### Task description
Each line of the data should be transcribed exactly as given.

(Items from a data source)

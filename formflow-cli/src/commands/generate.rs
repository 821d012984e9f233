//! `formflow generate` — compose and write the automation script.

use std::path::PathBuf;

use anyhow::{Context, Result};
use clap::Args;
use colored::Colorize;

use formflow_compose::AutomationConfig;

use super::open_controller;

/// Arguments for `formflow generate`.
#[derive(Args, Debug)]
pub struct GenerateArgs {
    /// Directory the script is written into. Required; there is no default.
    #[arg(long = "script-dir")]
    pub script_dir: PathBuf,

    /// Where export commands place their CSV output (default: /tmp).
    #[arg(long = "export-dir")]
    pub export_dir: Option<PathBuf>,

    /// Command prefix for every generated line
    /// (default: "java -jar briefcase.jar").
    #[arg(long)]
    pub runtime: Option<String>,
}

impl GenerateArgs {
    pub fn run(self) -> Result<()> {
        let controller = open_controller()?;

        let config = AutomationConfig {
            script_dir: self.script_dir,
            export_dir: self.export_dir,
            runtime_invocation: self.runtime,
        };
        let path = controller
            .generate(&config)
            .context("script generation failed")?;
        let selected = controller.forms().selected_forms().len();

        println!(
            "{} wrote {} ({selected} form(s) exported)",
            "✓".green(),
            path.display()
        );
        Ok(())
    }
}
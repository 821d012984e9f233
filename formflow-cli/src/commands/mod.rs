//! Subcommand implementations and shared wiring.

pub mod config;
pub mod forms;
pub mod generate;
pub mod source;

use anyhow::{Context, Result};

use formflow_compose::AutomationController;
use formflow_core::{
    cache::{DirFormCache, FormCache},
    error::CacheError,
    prefs::{scope, FilePrefs, KEY_STORAGE_DIR},
    types::FormDescriptor,
    PreferenceStore,
};

/// Cache used before a storage directory is configured.
struct EmptyCache;

impl FormCache for EmptyCache {
    fn get_forms(&self) -> Result<Vec<FormDescriptor>, CacheError> {
        Ok(vec![])
    }
}

/// The form cache backing this invocation: the storage tree when one is
/// configured, otherwise empty.
pub(crate) fn open_cache() -> Result<Box<dyn FormCache>> {
    let app = FilePrefs::open(scope::APP).context("cannot open application preferences")?;
    Ok(match app.get(KEY_STORAGE_DIR) {
        Some(dir) => Box::new(DirFormCache::new(dir)),
        None => Box::new(EmptyCache),
    })
}

/// Build the controller over the home-rooted preference scopes, restoring
/// any previously persisted session.
pub(crate) fn open_controller() -> Result<AutomationController> {
    let pull = FilePrefs::open(scope::PULL).context("cannot open pull preferences")?;
    let push = FilePrefs::open(scope::PUSH).context("cannot open push preferences")?;
    let selection =
        FilePrefs::open(scope::SELECTION).context("cannot open selection preferences")?;
    let app = FilePrefs::open(scope::APP).context("cannot open application preferences")?;
    let cache = open_cache()?;

    AutomationController::new(
        Box::new(pull),
        Box::new(push),
        Box::new(selection),
        Box::new(app),
        cache.as_ref(),
    )
    .context("failed to restore automation session")
}
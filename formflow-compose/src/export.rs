//! Export command builder — a pure mapping from one form to one command
//! line. No side effects, no deduplication, no reordering.

use std::path::{Path, PathBuf};

use formflow_core::FormDescriptor;
use formflow_source::RUNTIME_INVOCATION;

/// Export directory used when the operator supplies none.
pub const DEFAULT_EXPORT_DIR: &str = "/tmp";

/// Operator-supplied settings for one generation request.
///
/// The script directory has no default and must be supplied explicitly.
/// Runtime invocation and export directory are optional overrides.
#[derive(Debug, Clone, PartialEq, Eq)]
pub struct AutomationConfig {
    /// Directory the generated script is written into.
    pub script_dir: PathBuf,
    /// Where export commands place their CSV output.
    pub export_dir: Option<PathBuf>,
    /// Override for the command prefix of every generated line.
    pub runtime_invocation: Option<String>,
}

impl AutomationConfig {
    pub fn new(script_dir: impl Into<PathBuf>) -> Self {
        Self {
            script_dir: script_dir.into(),
            export_dir: None,
            runtime_invocation: None,
        }
    }

    pub fn export_dir(&self) -> &Path {
        self.export_dir
            .as_deref()
            .unwrap_or(Path::new(DEFAULT_EXPORT_DIR))
    }

    pub fn runtime_invocation(&self) -> &str {
        self.runtime_invocation
            .as_deref()
            .unwrap_or(RUNTIME_INVOCATION)
    }
}

/// Build the export command for one form.
///
/// Form names are used verbatim — a name with shell-unsafe characters is a
/// caller-side data-quality issue, not handled here.
pub fn export_command(
    form: &FormDescriptor,
    runtime_invocation: &str,
    storage_dir: &Path,
    export_dir: &Path,
) -> String {
    format!(
        "{runtime_invocation} --export --form_id {} --storage_directory {} \
         --export_directory {} --export_filename {}.csv",
        form.id,
        storage_dir.display(),
        export_dir.display(),
        form.name,
    )
}

// ---------------------------------------------------------------------------
// Tests
// ---------------------------------------------------------------------------

#[cfg(test)]
mod tests {
    use super::*;

    #[test]
    fn fixed_positional_template() {
        let form = FormDescriptor::new("f1", "Census");
        let line = export_command(
            &form,
            RUNTIME_INVOCATION,
            Path::new("/data"),
            Path::new("/tmp"),
        );
        assert_eq!(
            line,
            "java -jar briefcase.jar --export --form_id f1 --storage_directory /data \
             --export_directory /tmp --export_filename Census.csv"
        );
    }

    #[test]
    fn form_name_used_verbatim() {
        let form = FormDescriptor::new("f2", "Household Survey");
        let line = export_command(
            &form,
            RUNTIME_INVOCATION,
            Path::new("/data"),
            Path::new("/tmp"),
        );
        assert!(line.ends_with("--export_filename Household Survey.csv"));
    }

    #[test]
    fn config_defaults() {
        let config = AutomationConfig::new("/scripts");
        assert_eq!(config.export_dir(), Path::new("/tmp"));
        assert_eq!(config.runtime_invocation(), "java -jar briefcase.jar");
    }

    #[test]
    fn config_overrides_apply() {
        let mut config = AutomationConfig::new("/scripts");
        config.export_dir = Some(PathBuf::from("/exports"));
        config.runtime_invocation = Some("briefcase".to_string());
        assert_eq!(config.export_dir(), Path::new("/exports"));
        assert_eq!(config.runtime_invocation(), "briefcase");
    }
}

### Result of this task
filename formflow-cli/src/commands/generate.rs
repository 821d012984e9f233
//! `formflow generate` — compose and write the automation script.

use std::path::PathBuf;

use anyhow::{Context, Result};
use clap::Args;
use colored::Colorize;

use formflow_compose::AutomationConfig;

use super::open_controller;

/// Arguments for `formflow generate`.
#[derive(Args, Debug)]
pub struct GenerateArgs {
    /// Directory the script is written into. Required; there is no default.
    #[arg(long = "script-dir")]
    pub script_dir: PathBuf,

    /// Where export commands place their CSV output (default: /tmp).
    #[arg(long = "export-dir")]
    pub export_dir: Option<PathBuf>,

    /// Command prefix for every generated line
    /// (default: "java -jar briefcase.jar").
    #[arg(long)]
    pub runtime: Option<String>,
}

impl GenerateArgs {
    pub fn run(self) -> Result<()> {
        let controller = open_controller()?;

        let config = AutomationConfig {
            script_dir: self.script_dir,
            export_dir: self.export_dir,
            runtime_invocation: self.runtime,
        };
        let path = controller
            .generate(&config)
            .context("script generation failed")?;
        let selected = controller.forms().selected_forms().len();

        println!(
            "{} wrote {} ({selected} form(s) exported)",
            "✓".green(),
            path.display()
        );
        Ok(())
    }
}
repository 821d012984e9f233
filename formflow-cli/src/commands/mod.rs
//! Subcommand implementations and shared wiring.

pub mod config;
pub mod forms;
pub mod generate;
pub mod source;

use anyhow::{Context, Result};

use formflow_compose::AutomationController;
use formflow_core::{
    cache::{DirFormCache, FormCache},
    error::CacheError,
    prefs::{scope, FilePrefs, KEY_STORAGE_DIR},
    types::FormDescriptor,
    PreferenceStore,
};

/// Cache used before a storage directory is configured.
struct EmptyCache;

impl FormCache for EmptyCache {
    fn get_forms(&self) -> Result<Vec<FormDescriptor>, CacheError> {
        Ok(vec![])
    }
}

/// The form cache backing this invocation: the storage tree when one is
/// configured, otherwise empty.
pub(crate) fn open_cache() -> Result<Box<dyn FormCache>> {
    let app = FilePrefs::open(scope::APP).context("cannot open application preferences")?;
    Ok(match app.get(KEY_STORAGE_DIR) {
        Some(dir) => Box::new(DirFormCache::new(dir)),
        None => Box::new(EmptyCache),
    })
}

/// Build the controller over the home-rooted preference scopes, restoring
/// any previously persisted session.
pub(crate) fn open_controller() -> Result<AutomationController> {
    let pull = FilePrefs::open(scope::PULL).context("cannot open pull preferences")?;
    let push = FilePrefs::open(scope::PUSH).context("cannot open push preferences")?;
    let selection =
        FilePrefs::open(scope::SELECTION).context("cannot open selection preferences")?;
    let app = FilePrefs::open(scope::APP).context("cannot open application preferences")?;
    let cache = open_cache()?;

    AutomationController::new(
        Box::new(pull),
        Box::new(push),
        Box::new(selection),
        Box::new(app),
        cache.as_ref(),
    )
    .context("failed to restore automation session")
}
filename formflow-compose/src/export.rs
//! Export command builder — a pure mapping from one form to one command
//! line. No side effects, no deduplication, no reordering.

use std::path::{Path, PathBuf};

use formflow_core::FormDescriptor;
use formflow_source::RUNTIME_INVOCATION;

/// Export directory used when the operator supplies none.
pub const DEFAULT_EXPORT_DIR: &str = "/tmp";

/// Operator-supplied settings for one generation request.
///
/// The script directory has no default and must be supplied explicitly.
/// Runtime invocation and export directory are optional overrides.
#[derive(Debug, Clone, PartialEq, Eq)]
pub struct AutomationConfig {
    /// Directory the generated script is written into.
    pub script_dir: PathBuf,
    /// Where export commands place their CSV output.
    pub export_dir: Option<PathBuf>,
    /// Override for the command prefix of every generated line.
    pub runtime_invocation: Option<String>,
}

impl AutomationConfig {
    pub fn new(script_dir: impl Into<PathBuf>) -> Self {
        Self {
            script_dir: script_dir.into(),
            export_dir: None,
            runtime_invocation: None,
        }
    }

    pub fn export_dir(&self) -> &Path {
        self.export_dir
            .as_deref()
            .unwrap_or(Path::new(DEFAULT_EXPORT_DIR))
    }

    pub fn runtime_invocation(&self) -> &str {
        self.runtime_invocation
            .as_deref()
            .unwrap_or(RUNTIME_INVOCATION)
    }
}

/// Build the export command for one form.
///
/// Form names are used verbatim — a name with shell-unsafe characters is a
/// caller-side data-quality issue, not handled here.
pub fn export_command(
    form: &FormDescriptor,
    runtime_invocation: &str,
    storage_dir: &Path,
    export_dir: &Path,
) -> String {
    format!(
        "{runtime_invocation} --export --form_id {} --storage_directory {} \
         --export_directory {} --export_filename {}.csv",
        form.id,
        storage_dir.display(),
        export_dir.display(),
        form.name,
    )
}

// ---------------------------------------------------------------------------
// Tests
// ---------------------------------------------------------------------------

#[cfg(test)]
mod tests {
    use super::*;

    #[test]
    fn fixed_positional_template() {
        let form = FormDescriptor::new("f1", "Census");
        let line = export_command(
            &form,
            RUNTIME_INVOCATION,
            Path::new("/data"),
            Path::new("/tmp"),
        );
        assert_eq!(
            line,
            "java -jar briefcase.jar --export --form_id f1 --storage_directory /data \
             --export_directory /tmp --export_filename Census.csv"
        );
    }

    #[test]
    fn form_name_used_verbatim() {
        let form = FormDescriptor::new("f2", "Household Survey");
        let line = export_command(
            &form,
            RUNTIME_INVOCATION,
            Path::new("/data"),
            Path::new("/tmp"),
        );
        assert!(line.ends_with("--export_filename Household Survey.csv"));
    }

    #[test]
    fn config_defaults() {
        let config = AutomationConfig::new("/scripts");
        assert_eq!(config.export_dir(), Path::new("/tmp"));
        assert_eq!(config.runtime_invocation(), "java -jar briefcase.jar");
    }

    #[test]
    fn config_overrides_apply() {
        let mut config = AutomationConfig::new("/scripts");
        config.export_dir = Some(PathBuf::from("/exports"));
        config.runtime_invocation = Some("briefcase".to_string());
        assert_eq!(config.export_dir(), Path::new("/exports"));
        assert_eq!(config.runtime_invocation(), "briefcase");
    }
}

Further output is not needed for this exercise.